(Saved data entries)
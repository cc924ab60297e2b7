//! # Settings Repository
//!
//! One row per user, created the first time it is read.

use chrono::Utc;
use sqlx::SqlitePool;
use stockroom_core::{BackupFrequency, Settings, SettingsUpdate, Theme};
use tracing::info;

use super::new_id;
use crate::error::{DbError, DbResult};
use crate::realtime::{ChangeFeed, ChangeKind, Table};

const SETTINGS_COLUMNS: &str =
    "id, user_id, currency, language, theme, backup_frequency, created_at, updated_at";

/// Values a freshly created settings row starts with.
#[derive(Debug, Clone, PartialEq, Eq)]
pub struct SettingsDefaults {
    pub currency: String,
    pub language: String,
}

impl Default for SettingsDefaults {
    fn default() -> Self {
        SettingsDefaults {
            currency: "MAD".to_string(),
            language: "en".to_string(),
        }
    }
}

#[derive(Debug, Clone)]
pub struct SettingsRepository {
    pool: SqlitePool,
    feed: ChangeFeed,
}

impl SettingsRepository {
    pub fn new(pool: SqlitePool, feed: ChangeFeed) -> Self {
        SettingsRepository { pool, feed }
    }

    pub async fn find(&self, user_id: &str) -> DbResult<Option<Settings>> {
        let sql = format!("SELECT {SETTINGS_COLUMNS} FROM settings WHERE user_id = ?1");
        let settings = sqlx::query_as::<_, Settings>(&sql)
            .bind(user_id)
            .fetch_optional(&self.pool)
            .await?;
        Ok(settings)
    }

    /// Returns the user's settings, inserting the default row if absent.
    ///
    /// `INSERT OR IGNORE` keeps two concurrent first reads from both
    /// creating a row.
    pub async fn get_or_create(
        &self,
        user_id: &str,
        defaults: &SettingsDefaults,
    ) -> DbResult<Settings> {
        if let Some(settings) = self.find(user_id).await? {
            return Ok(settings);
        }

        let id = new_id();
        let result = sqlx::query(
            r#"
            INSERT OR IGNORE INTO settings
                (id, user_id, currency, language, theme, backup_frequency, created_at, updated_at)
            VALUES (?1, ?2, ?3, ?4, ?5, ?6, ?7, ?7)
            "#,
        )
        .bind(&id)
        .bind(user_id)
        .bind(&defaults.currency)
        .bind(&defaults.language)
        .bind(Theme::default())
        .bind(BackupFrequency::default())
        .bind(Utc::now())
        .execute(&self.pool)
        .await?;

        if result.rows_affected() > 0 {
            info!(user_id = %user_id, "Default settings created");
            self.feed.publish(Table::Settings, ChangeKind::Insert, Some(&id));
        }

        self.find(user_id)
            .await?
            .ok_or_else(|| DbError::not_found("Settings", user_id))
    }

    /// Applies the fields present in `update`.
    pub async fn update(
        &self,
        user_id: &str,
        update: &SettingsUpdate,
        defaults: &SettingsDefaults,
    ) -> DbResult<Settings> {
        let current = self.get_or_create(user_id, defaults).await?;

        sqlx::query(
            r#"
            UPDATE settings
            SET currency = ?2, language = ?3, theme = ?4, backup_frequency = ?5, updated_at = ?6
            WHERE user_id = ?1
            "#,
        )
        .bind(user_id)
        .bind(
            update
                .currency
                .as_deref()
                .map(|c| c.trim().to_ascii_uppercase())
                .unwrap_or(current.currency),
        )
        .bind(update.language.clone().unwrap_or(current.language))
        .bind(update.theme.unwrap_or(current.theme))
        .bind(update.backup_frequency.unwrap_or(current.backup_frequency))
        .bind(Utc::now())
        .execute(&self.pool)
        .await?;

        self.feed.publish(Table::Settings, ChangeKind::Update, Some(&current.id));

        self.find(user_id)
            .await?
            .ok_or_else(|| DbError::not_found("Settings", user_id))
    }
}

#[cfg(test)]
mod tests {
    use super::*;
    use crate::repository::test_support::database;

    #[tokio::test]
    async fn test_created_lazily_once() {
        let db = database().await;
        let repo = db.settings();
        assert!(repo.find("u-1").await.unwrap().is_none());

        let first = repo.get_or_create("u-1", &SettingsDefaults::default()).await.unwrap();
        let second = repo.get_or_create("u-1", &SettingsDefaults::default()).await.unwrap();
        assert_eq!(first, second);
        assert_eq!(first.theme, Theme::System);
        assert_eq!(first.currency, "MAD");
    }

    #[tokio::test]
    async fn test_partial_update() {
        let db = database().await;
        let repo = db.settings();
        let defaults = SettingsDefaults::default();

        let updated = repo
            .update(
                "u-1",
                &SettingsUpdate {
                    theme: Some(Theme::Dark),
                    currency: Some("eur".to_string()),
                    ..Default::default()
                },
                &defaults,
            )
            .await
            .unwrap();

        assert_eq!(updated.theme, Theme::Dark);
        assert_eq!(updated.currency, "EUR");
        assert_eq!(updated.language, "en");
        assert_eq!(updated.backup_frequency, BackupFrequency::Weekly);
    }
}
==
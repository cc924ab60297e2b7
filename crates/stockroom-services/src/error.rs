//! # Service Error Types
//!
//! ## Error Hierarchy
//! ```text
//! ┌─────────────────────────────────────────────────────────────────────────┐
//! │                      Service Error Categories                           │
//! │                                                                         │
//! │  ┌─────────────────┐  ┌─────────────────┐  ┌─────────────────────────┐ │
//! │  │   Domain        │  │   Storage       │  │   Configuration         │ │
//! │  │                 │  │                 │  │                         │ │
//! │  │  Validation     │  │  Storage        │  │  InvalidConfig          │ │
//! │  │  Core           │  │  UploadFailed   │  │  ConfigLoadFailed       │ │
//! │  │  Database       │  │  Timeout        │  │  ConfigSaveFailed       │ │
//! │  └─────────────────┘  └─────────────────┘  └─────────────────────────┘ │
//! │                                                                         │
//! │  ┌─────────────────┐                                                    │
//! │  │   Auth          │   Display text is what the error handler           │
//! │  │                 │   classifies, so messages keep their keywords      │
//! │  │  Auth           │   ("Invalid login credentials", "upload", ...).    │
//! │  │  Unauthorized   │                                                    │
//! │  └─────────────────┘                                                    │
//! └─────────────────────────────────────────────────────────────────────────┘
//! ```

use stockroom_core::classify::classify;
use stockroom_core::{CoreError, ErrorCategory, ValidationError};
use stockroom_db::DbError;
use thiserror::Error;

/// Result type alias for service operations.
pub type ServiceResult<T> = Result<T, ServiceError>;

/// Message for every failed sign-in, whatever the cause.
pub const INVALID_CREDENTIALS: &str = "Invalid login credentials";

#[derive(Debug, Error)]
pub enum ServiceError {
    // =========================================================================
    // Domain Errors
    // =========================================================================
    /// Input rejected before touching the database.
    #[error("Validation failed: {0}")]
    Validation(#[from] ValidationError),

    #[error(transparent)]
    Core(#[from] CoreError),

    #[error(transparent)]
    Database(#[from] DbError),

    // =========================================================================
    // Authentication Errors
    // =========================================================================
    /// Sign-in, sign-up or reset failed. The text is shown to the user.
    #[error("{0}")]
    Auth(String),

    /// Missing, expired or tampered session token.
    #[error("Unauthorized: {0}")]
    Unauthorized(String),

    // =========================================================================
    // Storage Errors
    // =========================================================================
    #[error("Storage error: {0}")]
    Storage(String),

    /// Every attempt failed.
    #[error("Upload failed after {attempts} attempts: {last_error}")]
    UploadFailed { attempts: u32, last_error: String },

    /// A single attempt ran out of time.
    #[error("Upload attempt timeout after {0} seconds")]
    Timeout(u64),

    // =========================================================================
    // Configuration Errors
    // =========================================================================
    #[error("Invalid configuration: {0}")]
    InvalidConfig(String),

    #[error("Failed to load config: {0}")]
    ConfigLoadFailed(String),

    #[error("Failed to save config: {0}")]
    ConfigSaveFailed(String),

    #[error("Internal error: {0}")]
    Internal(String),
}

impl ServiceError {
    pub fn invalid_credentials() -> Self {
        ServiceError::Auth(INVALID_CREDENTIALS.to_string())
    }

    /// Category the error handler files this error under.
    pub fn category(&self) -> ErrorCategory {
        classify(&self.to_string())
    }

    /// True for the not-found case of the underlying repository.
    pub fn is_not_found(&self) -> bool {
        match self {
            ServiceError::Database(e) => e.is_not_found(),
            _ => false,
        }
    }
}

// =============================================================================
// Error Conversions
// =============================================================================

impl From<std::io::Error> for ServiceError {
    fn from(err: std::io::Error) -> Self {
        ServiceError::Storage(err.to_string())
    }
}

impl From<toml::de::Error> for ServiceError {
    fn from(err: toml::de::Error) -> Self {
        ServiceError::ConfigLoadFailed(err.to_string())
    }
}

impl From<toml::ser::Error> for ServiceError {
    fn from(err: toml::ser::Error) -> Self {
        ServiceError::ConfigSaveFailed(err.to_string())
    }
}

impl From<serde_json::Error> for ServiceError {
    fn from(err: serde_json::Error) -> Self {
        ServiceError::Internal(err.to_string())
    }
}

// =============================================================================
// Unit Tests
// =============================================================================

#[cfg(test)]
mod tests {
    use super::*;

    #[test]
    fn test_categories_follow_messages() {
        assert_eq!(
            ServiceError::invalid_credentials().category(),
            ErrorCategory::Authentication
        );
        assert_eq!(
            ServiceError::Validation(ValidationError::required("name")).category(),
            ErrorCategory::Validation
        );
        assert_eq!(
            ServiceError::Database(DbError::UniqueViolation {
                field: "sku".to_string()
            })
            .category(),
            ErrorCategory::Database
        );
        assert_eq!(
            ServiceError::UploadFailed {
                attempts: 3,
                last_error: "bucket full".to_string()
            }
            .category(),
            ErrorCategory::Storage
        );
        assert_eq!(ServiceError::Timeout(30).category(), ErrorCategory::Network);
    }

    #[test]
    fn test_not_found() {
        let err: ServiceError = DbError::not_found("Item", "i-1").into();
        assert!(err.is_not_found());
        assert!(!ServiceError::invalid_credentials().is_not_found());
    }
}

## Problem statement
Go through the records above and copy each line where "classify" is found.

## Answer section
use stockroom_core::classify::classify;
        classify(&self.to_string())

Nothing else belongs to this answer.